[Opening RECORDS section]
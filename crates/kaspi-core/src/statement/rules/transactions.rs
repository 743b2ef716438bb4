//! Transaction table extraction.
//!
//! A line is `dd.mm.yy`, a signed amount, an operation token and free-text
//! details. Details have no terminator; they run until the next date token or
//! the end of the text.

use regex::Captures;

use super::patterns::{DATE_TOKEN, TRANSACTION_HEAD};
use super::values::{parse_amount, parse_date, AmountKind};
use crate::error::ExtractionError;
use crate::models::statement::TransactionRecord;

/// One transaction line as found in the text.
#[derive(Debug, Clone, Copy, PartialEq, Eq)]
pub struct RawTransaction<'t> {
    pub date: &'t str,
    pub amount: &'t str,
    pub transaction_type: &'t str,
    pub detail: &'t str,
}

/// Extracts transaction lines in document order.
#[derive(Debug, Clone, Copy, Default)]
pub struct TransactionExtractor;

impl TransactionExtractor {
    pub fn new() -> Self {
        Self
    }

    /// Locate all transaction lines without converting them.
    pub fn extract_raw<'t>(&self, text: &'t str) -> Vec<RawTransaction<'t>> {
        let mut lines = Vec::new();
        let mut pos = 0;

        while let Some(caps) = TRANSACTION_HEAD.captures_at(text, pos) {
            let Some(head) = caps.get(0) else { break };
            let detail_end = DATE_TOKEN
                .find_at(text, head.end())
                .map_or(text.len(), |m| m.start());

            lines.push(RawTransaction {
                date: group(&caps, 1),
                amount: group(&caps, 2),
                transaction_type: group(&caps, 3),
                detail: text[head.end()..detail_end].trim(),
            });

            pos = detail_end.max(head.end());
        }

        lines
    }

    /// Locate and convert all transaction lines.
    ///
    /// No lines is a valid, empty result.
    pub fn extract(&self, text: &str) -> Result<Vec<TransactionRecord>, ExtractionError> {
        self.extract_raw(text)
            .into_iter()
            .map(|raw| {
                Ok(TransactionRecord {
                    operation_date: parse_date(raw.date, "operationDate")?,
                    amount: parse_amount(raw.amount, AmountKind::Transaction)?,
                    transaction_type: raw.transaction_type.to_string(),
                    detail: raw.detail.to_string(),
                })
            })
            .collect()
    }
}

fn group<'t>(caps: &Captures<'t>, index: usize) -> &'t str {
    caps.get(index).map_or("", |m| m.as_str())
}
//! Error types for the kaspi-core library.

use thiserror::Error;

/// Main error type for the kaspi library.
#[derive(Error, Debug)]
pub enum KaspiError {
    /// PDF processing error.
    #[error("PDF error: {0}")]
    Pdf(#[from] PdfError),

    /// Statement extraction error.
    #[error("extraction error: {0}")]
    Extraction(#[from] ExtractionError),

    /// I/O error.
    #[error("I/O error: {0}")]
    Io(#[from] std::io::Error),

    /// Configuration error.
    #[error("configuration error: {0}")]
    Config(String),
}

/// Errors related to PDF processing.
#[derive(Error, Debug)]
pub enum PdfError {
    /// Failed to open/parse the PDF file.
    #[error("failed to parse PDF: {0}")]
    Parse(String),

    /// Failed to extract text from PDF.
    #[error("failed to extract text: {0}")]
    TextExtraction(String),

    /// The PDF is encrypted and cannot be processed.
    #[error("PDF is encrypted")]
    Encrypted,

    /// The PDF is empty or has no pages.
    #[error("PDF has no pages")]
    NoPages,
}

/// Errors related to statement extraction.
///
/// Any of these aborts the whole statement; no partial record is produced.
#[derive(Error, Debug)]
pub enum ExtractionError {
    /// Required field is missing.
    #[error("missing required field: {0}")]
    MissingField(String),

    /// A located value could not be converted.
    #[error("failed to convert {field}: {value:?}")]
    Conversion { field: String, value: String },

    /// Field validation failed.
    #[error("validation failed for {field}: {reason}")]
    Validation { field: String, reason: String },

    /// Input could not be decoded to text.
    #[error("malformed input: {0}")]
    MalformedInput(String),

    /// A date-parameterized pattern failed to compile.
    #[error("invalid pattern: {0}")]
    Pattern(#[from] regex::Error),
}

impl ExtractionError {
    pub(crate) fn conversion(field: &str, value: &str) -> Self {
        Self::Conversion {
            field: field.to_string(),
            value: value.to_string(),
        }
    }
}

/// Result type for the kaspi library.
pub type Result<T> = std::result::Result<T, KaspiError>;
[Closing RECORDS section]
_TRY IT_:
Which of the lines above include the string "caps"? Pick them out and copy them.

_TASK SOLUTION_:
        while let Some(caps) = TRANSACTION_HEAD.captures_at(text, pos) {
            let Some(head) = caps.get(0) else { break };
                date: group(&caps, 1),
                amount: group(&caps, 2),
                transaction_type: group(&caps, 3),
fn group<'t>(caps: &Captures<'t>, index: usize) -> &'t str {
    caps.get(index).map_or("", |m| m.as_str())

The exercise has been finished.